Abstract

Introduction: We assessed whether a longitudinal association between change in glucose homeostasis and change in cardiac structure and function was present. Methods: Data from ECHO-SOL baseline and visit 2 exams were used including 1643 Hispanic/Latino participants aged 45-74 years with serial echocardiograms obtained on average 4.3 (2.8-6.7) years apart. Glucose hoemostasis was evaluated through fasting plasma glucose levels (FGP), 2 hour oral glucose tolerance test (OGTT) and hemoglobin A1C (A1C) . Glucose homeostasis was categorized as: normal glucose tolerance (NGT) (FPG<100 mg/dL, 2hr OGTT <140 mg/dL, or A1C <5.7%), prediabetes (PDM) (FPG 100–125 mg/dL, or 2h OGTT 140–199 mg/dL, or A1C 5.7–6.4%); among those with self-report of diabetes or currently taking diabetes medicine: controlled diabetes (CDM) (A1C<7), and uncontrolled diabetes (UDM) (A1C>7). Linear regression models were used to examine associations between change in glucose homeostasis [worsening (NGT to PDM, NGT to DM, PDM to DM, CDM to UDM) vs unchanged] with changes in left ventricular mass (LVM), relative wall thickness (RWT), ejection fraction (EF), global longitudinal strain (GLS) and E’ velocity. All analyses were weighted to account for the complex survey design. Results: At baseline (mean age 56.4 years ±0.35; 45.4% male), glucose regulation was as follows: NGT (29.1%), PDM (51.8%), CDM (9.2%) and UDM (9.9%).

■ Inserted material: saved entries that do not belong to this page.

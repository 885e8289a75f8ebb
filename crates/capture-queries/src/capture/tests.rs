use super::*;
use crate::backend::{StubBackend, StubResponse};
use crate::connection::{Connection, ConnectionConfig};
use crate::error::CaptureError;
use crate::params;
use crate::report::{IterationReport, Printer, SeveralReport, SingleReport};
use std::sync::{Arc, Mutex};
use std::time::Duration;

// ── Shared helpers ──

/// Collects formatted `tracing` output for assertions.
#[derive(Clone, Default)]
struct LogBuffer(Arc<Mutex<Vec<u8>>>);

impl LogBuffer {
    fn contents(&self) -> String {
        String::from_utf8_lossy(&self.0.lock().unwrap()).into_owned()
    }
}

impl std::io::Write for LogBuffer {
    fn write(&mut self, buf: &[u8]) -> std::io::Result<usize> {
        self.0.lock().unwrap().extend_from_slice(buf);
        Ok(buf.len())
    }

    fn flush(&mut self) -> std::io::Result<()> {
        Ok(())
    }
}

impl<'a> tracing_subscriber::fmt::MakeWriter<'a> for LogBuffer {
    type Writer = LogBuffer;

    fn make_writer(&'a self) -> Self::Writer {
        self.clone()
    }
}

#[derive(Debug, Clone, PartialEq)]
enum Printed {
    Iteration(IterationReport),
    Single(SingleReport),
    Several(SeveralReport),
}

#[derive(Clone, Default)]
struct Recorder(Arc<Mutex<Vec<Printed>>>);

impl Recorder {
    fn events(&self) -> Vec<Printed> {
        self.0.lock().unwrap().clone()
    }

    fn iterations(&self) -> Vec<IterationReport> {
        self.events()
            .into_iter()
            .filter_map(|e| match e {
                Printed::Iteration(r) => Some(r),
                _ => None,
            })
            .collect()
    }
}

impl Printer for Recorder {
    fn print_iteration(&mut self, report: &IterationReport) {
        self.0.lock().unwrap().push(Printed::Iteration(report.clone()));
    }

    fn print_single(&mut self, report: &SingleReport) {
        self.0.lock().unwrap().push(Printed::Single(report.clone()));
    }

    fn print_several(&mut self, report: &SeveralReport) {
        self.0.lock().unwrap().push(Printed::Several(report.clone()));
    }
}

fn stub_connection() -> (Connection, Arc<StubBackend>) {
    stub_connection_with(StubBackend::new(), ConnectionConfig::default())
}

fn stub_connection_with(
    backend: StubBackend,
    config: ConnectionConfig,
) -> (Connection, Arc<StubBackend>) {
    let backend = Arc::new(backend);
    (Connection::with_config(backend.clone(), config), backend)
}

fn session(conn: &Connection, config: CaptureConfig) -> (CaptureQueries, Recorder) {
    let recorder = Recorder::default();
    let capture = CaptureQueries::new(conn, config)
        .unwrap()
        .with_printer(recorder.clone());
    (capture, recorder)
}

// ── Timer and log ──

#[test]
fn timer_keeps_session_history_across_iterations() {
    let mut timer = Timer::new();
    timer.record(Duration::from_millis(3));
    timer.record(Duration::from_millis(1));
    assert_eq!(timer.per_iteration_count(), 2);
    assert_eq!(timer.per_iteration_elapsed(), Duration::from_millis(4));

    timer.clear_iteration();
    timer.record(Duration::from_millis(2));

    assert_eq!(timer.per_iteration_count(), 1);
    assert_eq!(timer.all_durations().len(), 3);
    assert_eq!(timer.total(), Duration::from_millis(6));
    assert_eq!(timer.median(), Some(Duration::from_millis(2)));
}

#[test]
fn timer_median_of_even_count_and_empty() {
    let mut timer = Timer::new();
    assert_eq!(timer.median(), None);
    assert_eq!(timer.total(), Duration::ZERO);

    for ms in [4, 1, 2, 3] {
        timer.record(Duration::from_millis(ms));
    }
    assert_eq!(timer.median(), Some(Duration::from_micros(2500)));
}

#[tokio::test]
async fn measure_returns_outcome_and_elapsed() {
    let (ok, elapsed) = measure(async {
        tokio::time::sleep(Duration::from_millis(2)).await;
        Ok::<_, CaptureError>(7)
    })
    .await;
    assert_eq!(ok.unwrap(), 7);
    assert!(elapsed >= Duration::from_millis(2));

    let (err, _) = measure(async { Err::<(), _>(CaptureError::execution("boom")) }).await;
    assert!(err.is_err());
}

#[test]
fn query_log_evicts_oldest_when_full() {
    let mut log = QueryLog::new(2);
    for sql in ["SELECT 1", "SELECT 2", "SELECT 3"] {
        log.push(QueryRecord::new(sql, Duration::ZERO));
    }
    assert_eq!(log.len(), 2);
    assert_eq!(log.evicted(), 1);
    assert_eq!(log.get(0).unwrap().sql, "SELECT 2");
    assert_eq!(log.iter().last().unwrap().sql, "SELECT 3");

    assert_eq!(QueryLog::new(0).capacity(), 1);
    assert_eq!(QueryLog::default().capacity(), DEFAULT_QUERIES_LIMIT);
}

At visit 2, glucose downregulation was as follows: NGT to PDM (55.9%), NGT to DM (13.4%), PDM to DM (27.4%), CDM to UCDM (33.5%). Among those with worsening glucose homeostasis the average age was 55.2 ±0.50 years, 45.7% were male, FPG was 99.4±0.90mg/dL . Change from NGT to PDM compared to remaining at NGT was associated with increase LVM (b=4.0 ±0.9, p<0.001), worsening in GLS (b=0.6 ±0.1, p<0.001) and decrease in E’ velocity (b=-1.1 ±0.1, p<0.001). Neither change from NGT to DM nor from PDM to DM was associated with significant changes in cardiac structure and function. Change from CDM to UDM was associated with increase in RWT (b=0.1 ±0.0, p<0.05), compared to those with unchanged CDM. Worsening glucose homeostasis from any group was not associated with changes in EF. Conclusions: Early stages of worsening glucose homeostasis were associated with cardiac structural and functional changes. Identification of those at risk of developing prediabetes may provide opportunities to prevent future cardiac dysfunction.